Magnitude is an open source Python package developed by Ajay Patel and Alexander Sands Patel and Sands (2018). It provides a full set of features and a new vector storage file format that make it possible to use vector embeddings in a fast, efficient, and simple manner. It is intended to be a simpler and faster alternative to current utilities for word vectors like Gensim Řehůřek and Sojka (2010).
Magnitude’s file format (“.magnitude”) is an efficient universal vector embedding format. The Magnitude library implements on-demand lazy loading for faster file loading, caching for better performance of repeated queries, and fast processing of bulk key queries. Table 1 gives speed benchmark comparisons between Magnitude and Gensim for various operations on the Google News pre-trained word2vec model Mikolov et al. (2013). Loading the binary files containing the word vectors takes Gensim 70 seconds, versus 0.72 seconds to load the corresponding Magnitude file, a 97x speed-up. Gensim uses 5GB of RAM versus 18KB for Magnitude.

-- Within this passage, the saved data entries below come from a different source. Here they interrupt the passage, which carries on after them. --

//! Search tool - find datasets by keywords, license, and date range
//!
//! Goes to the live provider when one is configured, applying the date
//! range as a post-filter (DataCite has no date-range query). Offline, it
//! filters the injected catalog instead. An upstream failure never
//! escapes this boundary: it degrades to an empty result set with a
//! warning, so the orchestration layer always gets a well-formed reply.

use quarry_datacite::SearchOptions;
use quarry_domain::{Dataset, DateRange};
use quarry_engine::search::{filter_datasets, matches_date_range, SearchFilter};
use serde::{Deserialize, Serialize};
use tracing::warn;

use crate::context::ToolContext;
use crate::error::ToolError;

fn default_page() -> u32 {
    1
}

/// Parameters for dataset search
#[derive(Debug, Deserialize)]
#[serde(rename_all = "camelCase")]
pub struct SearchParams {
    /// Research keywords to match in titles, descriptions, and metadata
    pub keywords: Vec<String>,
    /// License constraint (e.g. "CC-BY", "Public Domain")
    #[serde(default)]
    pub license_filter: Option<String>,
    /// Publication date range filter
    #[serde(default)]
    pub date_range: Option<DateRange>,
    /// Result page, 1-based
    #[serde(default = "default_page")]
    pub page: u32,
    /// Page size; the provider default applies when omitted
    #[serde(default)]
    pub size: Option<u32>,
}

/// Result of a dataset search
#[derive(Debug, Serialize)]
pub struct SearchResult {
    /// Number of datasets returned
    pub count: usize,
    /// Matching canonical dataset records
    pub datasets: Vec<Dataset>,
}

/// Handle quarry_search_datasets tool invocation
///
/// An empty keyword list returns an empty result set; that is the
/// documented policy for an unconstrained search, not an error.
pub async fn handle_search(
    context: &ToolContext,
    params: SearchParams,
) -> Result<SearchResult, ToolError> {
    if params.keywords.is_empty() {
        return Ok(SearchResult {
            count: 0,
            datasets: Vec::new(),
        });
    }

    let datasets = match context.client() {
        Some(client) => {
            let query = params.keywords.join(" ");
            let options = SearchOptions {
                page: params.page,
                size: params.size,
                license: params.license_filter.clone(),
                resource_type: None,
            };
            match client.search(&query, &options).await {
                Ok(datasets) => apply_date_range(datasets, params.date_range.as_ref()),
                Err(e) => {
                    warn!(error = %e, "dataset search failed, returning empty result");
                    Vec::new()
                }
            }
        }
        None => {
            let filter = SearchFilter {
                keywords: params.keywords,
                license: params.license_filter,
                date_range: params.date_range,
            };
            filter_datasets(context.catalog().datasets(), &filter)
        }
    };

    Ok(SearchResult {
        count: datasets.len(),
        datasets,
    })
}

fn apply_date_range(datasets: Vec<Dataset>, range: Option<&DateRange>) -> Vec<Dataset> {
    match range {
        Some(range) if !range.is_unbounded() => datasets
            .into_iter()
            .filter(|ds| matches_date_range(ds, Some(range)))
            .collect(),
        _ => datasets,
    }
}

Magnitude implements functions for looking up vector representations for misspelled or out-of-vocabulary words, quantization of vector models, exact and approximate similarity search, concatenating multiple vector models together, and manipulating models that are larger than a computer’s main memory. Magnitude’s ease of use and simple interface combined with its speed, efficiency, and novel features make it an excellent tool for cases ranging from applications used in production environments to academic research to students in natural language processing courses.
|Initial load time||97x||–|
|Single key query||1x||110x|
|Multiple key query (n=25)||68x||3x|
|k-NN search query (k=10)||1x||5,935x|
Magnitude offers solutions to a number of problems with current utilities.
Existing utilities are prohibitively slow for iterative development. Many projects use Gensim to load the Google News word2vec model directly from a “.bin” or “.txt” file multiple times. It can take between a minute to a minute and a half to load the file.
A production web server will run multiple processes for serving requests. Running Gensim, in the same configuration, will consume 4GB of RAM usage per process.
Many developers duplicate effort by writing commonly used routines that are not provided in current utilities. Namely, routines for concatenating embeddings, bulk key lookup, out-of-vocabulary search, and building indexes for approximate k-nearest neighbors.
The Magnitude library uses several well-engineered libraries to achieve its performance improvements. It uses SQLite111https://www.sqlite.org/ as its underlying data store, and takes advantage of database indexes for fast key lookups and memory mapping. It uses NumPy222http://www.numpy.org/ to achieve significant performance speedups over native Python code using computations that follow the Single Instruction, Multiple Data (SIMD) paradigm. It uses spatial indexes to perform fast exact similarity search and Annoy333https://github.com/spotify/annoy to perform approximate k-nearest neighbors in the vector space. To perform feature hashing, it uses xxHash444https://xxhash.org/, an extremely fast non-cryptographic hash algorithm, working at speeds close to RAM limits. Magnitude’s file format uses LZ4 compression555http://www.lz4.org/ for compact storage.
3 Design Principles
Several design principles guided the development of the Magnitude library:
The API should be intuitive and beginner friendly. It should have sensible defaults instead of requiring configuration choices by the user. The option to configure every setting should still be provided to power users.
The out of the box configuration should be fast and memory efficient for iterative development. It should be suitable for deployment in a production environment. Using the same configuration in development and production reduces bugs and makes deployment easier.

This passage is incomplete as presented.